Results: A total of 130 patients with advanced NSCLC received platinum-based chemotherapy, with an overall response rate of 33.8% after two chemotherapy cycles. The XRCC1 194 and 399 genetic polymorphisms, but not XRCC3 241, were found to be related to the chemosensitivity. The objective response rate of the patients with at least one XRCC1 194 Trp allele was 2.5 times higher than that of Arg/Arg genotype carriers (42.1% vs 22.2%, OR=2.545, 95%CI: 1.159-5.590, P=0.020). The objective response rate of the XRCC1 399 Arg/Arg genotype carriers was significantly higher than that of the patients with at least one Gln allele (45.5% vs 21.9%, OR=0.336, 95%CI: 0.156-0.722, P=0.005). Combined effects between XRCC1 194 and XRCC1 399 were observed. The objective response rate of the patients with at least one XRCC1 194 Trp allele and a 399 Arg/Arg genotype was significantly higher than that of patients with 194 Arg/Arg and 399 Arg/Gln genotypes (44.4% vs 18.8%, OR=3.467, 95%CI: 1.223-9.782, P=0.019). Moreover, XRCC1 and XRCC3 have a combined effect in predicting chemosensitivity. Patients with XRCC3 241 Thr/Met, 399 Arg/Arg, and at least one XRCC1 194 Trp allele simultaneously showed an improved objective response rate.
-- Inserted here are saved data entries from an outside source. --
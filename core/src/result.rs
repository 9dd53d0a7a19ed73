//! Per-check outcomes and the aggregated run report.

use std::time::Duration;

use serde::Serialize;

use crate::check::Check;

/// Outcome record for one executed check.
///
/// Owns the check so the report can still reach its metadata and help text
/// after the run. Immutable once appended to a [`Results`] list.
pub struct CheckResult {
    /// The executed check
    pub check: Box<dyn Check>,

    /// Wall-clock time spent in `validate`
    pub elapsed: Duration,
}

impl CheckResult {
    /// Name of the underlying check.
    pub fn name(&self) -> &str {
        self.check.name()
    }
}

impl std::fmt::Debug for CheckResult {
    fn fmt(&self, f: &mut std::fmt::Formatter<'_>) -> std::fmt::Result {
        f.debug_struct("CheckResult")
            .field("check", &self.check.name())
            .field("elapsed", &self.elapsed)
            .finish()
    }
}

/// Aggregated outcomes of a single engine run.
///
/// The three outcome lists are disjoint and together contain exactly one
/// entry per invoked check. Mutated only by the engine, in check order;
/// `passed_overall` is computed once by [`Results::finalize`] after all
/// checks finish.
#[derive(Debug)]
pub struct Results {
    /// Canonical reference of the tested image
    pub tested_image: String,

    /// Checks that returned a positive verdict
    pub passed: Vec<CheckResult>,

    /// Checks that returned a negative verdict
    pub failed: Vec<CheckResult>,

    /// Checks that could not determine a verdict
    pub errored: Vec<CheckResult>,

    /// Overall verdict: true iff `failed` and `errored` are both empty
    pub passed_overall: bool,
}

impl Results {
    /// Create an empty report for the given image.
    pub fn new(tested_image: impl Into<String>) -> Self {
        Self {
            tested_image: tested_image.into(),
            passed: Vec::new(),
            failed: Vec::new(),
            errored: Vec::new(),
            passed_overall: false,
        }
    }

    /// Record a passing check.
    pub fn record_pass(&mut self, result: CheckResult) {
        self.passed.push(result);
    }

    /// Record a failing check.
    pub fn record_fail(&mut self, result: CheckResult) {
        self.failed.push(result);
    }

    /// Record a check that errored out.
    pub fn record_error(&mut self, result: CheckResult) {
        self.errored.push(result);
    }

    /// Total number of checks recorded across all three lists.
    pub fn check_count(&self) -> usize {
        self.passed.len() + self.failed.len() + self.errored.len()
    }

    /// Compute the overall verdict. Call once, after the last check.
    pub fn finalize(&mut self) {
        self.passed_overall = self.failed.is_empty() && self.errored.is_empty();
    }

    /// Build the serializable report written to `results.json`.
    pub fn report(&self) -> RunReport {
        RunReport {
            image: self.tested_image.clone(),
            passed_overall: self.passed_overall,
            generated_at: chrono::Utc::now(),
            passed: self.passed.iter().map(ReportEntry::passing).collect(),
            failed: self.failed.iter().map(ReportEntry::failing).collect(),
            errored: self.errored.iter().map(ReportEntry::failing).collect(),
        }
    }
}

/// Serializable form of [`Results`].
#[derive(Debug, Clone, Serialize)]
pub struct RunReport {
    /// Canonical reference of the tested image
    pub image: String,

    /// Overall verdict
    pub passed_overall: bool,

    /// Report generation time
    pub generated_at: chrono::DateTime<chrono::Utc>,

    /// Passing checks
    pub passed: Vec<ReportEntry>,

    /// Failing checks, with remediation guidance
    pub failed: Vec<ReportEntry>,

    /// Errored checks, with remediation guidance
    pub errored: Vec<ReportEntry>,
}

/// One check entry within a [`RunReport`].
#[derive(Debug, Clone, Serialize)]
pub struct ReportEntry {
    /// Check name
    pub name: String,

    /// Time spent in `validate`, milliseconds
    pub elapsed_ms: u64,

    /// What the check verifies
    pub description: String,

    /// Remediation guidance; present for failed and errored checks
    #[serde(skip_serializing_if = "Option::is_none")]
    pub suggestion: Option<String>,
}

impl ReportEntry {
    fn passing(result: &CheckResult) -> Self {
        Self {
            name: result.name().to_string(),
            elapsed_ms: result.elapsed.as_millis() as u64,
            description: result.check.metadata().description,
            suggestion: None,
        }
    }

    fn failing(result: &CheckResult) -> Self {
        Self {
            name: result.name().to_string(),
            elapsed_ms: result.elapsed.as_millis() as u64,
            description: result.check.metadata().description,
            suggestion: Some(result.check.help().suggestion),
        }
    }
}

#[cfg(test)]
mod tests {
    use super::*;
    use crate::check::{CheckHelp, CheckMetadata, ImageReference};
    use crate::error::Result as CertoResult;
    use async_trait::async_trait;

    struct Named(&'static str);

    #[async_trait]
    impl Check for Named {
        async fn validate(&self, _image: &ImageReference) -> CertoResult<bool> {
            Ok(true)
        }

        fn name(&self) -> &str {
            self.0
        }

        fn metadata(&self) -> CheckMetadata {
            CheckMetadata {
                description: format!("{} description", self.0),
                level: "required".to_string(),
                urls: vec![],
            }
        }

        fn help(&self) -> CheckHelp {
            CheckHelp {
                message: "failed".to_string(),
                suggestion: format!("fix {}", self.0),
            }
        }
    }

    fn result_for(name: &'static str, millis: u64) -> CheckResult {
        CheckResult {
            check: Box::new(Named(name)),
            elapsed: Duration::from_millis(millis),
        }
    }

    #[test]
    fn test_empty_results_finalize_passes() {
        let mut results = Results::new("quay.io/example/app:v1");
        results.finalize();
        assert!(results.passed_overall);
        assert_eq!(results.check_count(), 0);
    }

    #[test]
    fn test_finalize_fails_with_failed_checks() {
        let mut results = Results::new("quay.io/example/app:v1");
        results.record_pass(result_for("a", 5));
        results.record_fail(result_for("b", 5));
        results.finalize();
        assert!(!results.passed_overall);
    }

    #[test]
    fn test_finalize_fails_with_errored_checks() {
        let mut results = Results::new("quay.io/example/app:v1");
        results.record_pass(result_for("a", 5));
        results.record_error(result_for("b", 5));
        results.finalize();
        assert!(!results.passed_overall);
    }

    #[test]
    fn test_overall_verdict_over_category_combinations() {
        // passed_overall iff failed and errored are both empty, for 0-5
        // checks in each category.
        for passed in 0..=5usize {
            for failed in 0..=5usize {
                for errored in 0..=5usize {
                    let mut results = Results::new("img");
                    for _ in 0..passed {
                        results.record_pass(result_for("p", 1));
                    }
                    for _ in 0..failed {
                        results.record_fail(result_for("f", 1));
                    }
                    for _ in 0..errored {
                        results.record_error(result_for("e", 1));
                    }
                    results.finalize();
                    assert_eq!(results.passed_overall, failed == 0 && errored == 0);
                    assert_eq!(results.check_count(), passed + failed + errored);
                }
            }
        }
    }

    #[test]
    fn test_report_carries_suggestions_for_failures_only() {
        let mut results = Results::new("quay.io/example/app:v1");
        results.record_pass(result_for("good", 10));
        results.record_fail(result_for("bad", 20));
        results.finalize();

        let report = results.report();
        assert_eq!(report.image, "quay.io/example/app:v1");
        assert!(!report.passed_overall);
        assert_eq!(report.passed[0].suggestion, None);
        assert_eq!(report.failed[0].suggestion, Some("fix bad".to_string()));
        assert_eq!(report.failed[0].elapsed_ms, 20);
    }

    #[test]
    fn test_report_serializes() {
        let mut results = Results::new("img");
        results.record_pass(result_for("a", 1));
        results.finalize();
        let json = serde_json::to_string_pretty(&results.report()).unwrap();
        assert!(json.contains("\"passed_overall\": true"));
        assert!(json.contains("\"a\""));
    }
}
Conclusions: The combination of the XRCC1 and XRCC3 polymorphisms may be associated with patient sensitivity to platinum-based chemotherapy in advanced NSCLC.
背景与目的: DNA修复基因多态性预测铂类药物化疗敏感性对非小细胞肺癌(non-small cell lung cancer, NSCLC)个体化治疗具有重要意义。本研究旨在探讨X线修复交错互补基因1(X-ray repair cross complementing gene 1, XRCC1)和X线修复交错互补基因3(X-ray repair cross complementing gene 3, XRCC3)单核苷酸多态性与晚期NSCLC患者对铂类药物化疗疗效的关系。
方法: 采用PCR-RFLP方法检测130例以含铂方案化疗的晚期NSCLC患者外周血DNA中XRCC1 Arg194 Trp、Arg399 Gln和XRCC3 Thr241 Met基因多态性, 分析其基因型与化疗疗效的关系。
结果: 130例晚期NSCLC患者采用含铂方案化疗2个周期后, 化疗总有效率为33.8%。XRCC1 194和399基因多态性与铂类药物化疗敏感性相关, 而XRCC3 241基因多态性与化疗敏感性无关(P=0.145)。携带至少1个XRCC1 194 Trp等位基因者化疗有效率至少是携带Arg/Arg基因型患者的2.5倍(42.1% vs 22.2%, OR=2.545, 95%CI:1.159-5.590, P=0.020)。携带XRCC1 399 Arg/Arg基因型者的化疗有效率为45.5%, 明显高于携带至少1个Gln等位基因者(21.9%)(OR=0.336, 95%CI:0.156-0.722, P=0.005)。XRCC1 194和399基因多态性之间存在联合作用, 同时携带至少1个XRCC1 194 Trp等位基因和399 Arg/Arg基因型者的化疗有效率明显高于同时携带194 Arg/Arg和399 Arg/Gln基因型者(44.4% vs 18.8%, OR=3.467, 95%CI:1.223-9.782, P=0.019)。XRCC1和XRCC3基因多态性在化疗敏感性方面存在一定的联合作用, 携带至少1个XRCC1 194 Trp等位基因和399 Arg/Arg野生型基因同时又携带XRCC3 241 Thr/Met基因型者的化疗有效率明显高于其它基因型携带者。
结论: XRCC1和XRCC3的多态联合可能与晚期NSCLC患者对铂类药物化疗疗效具有相关性。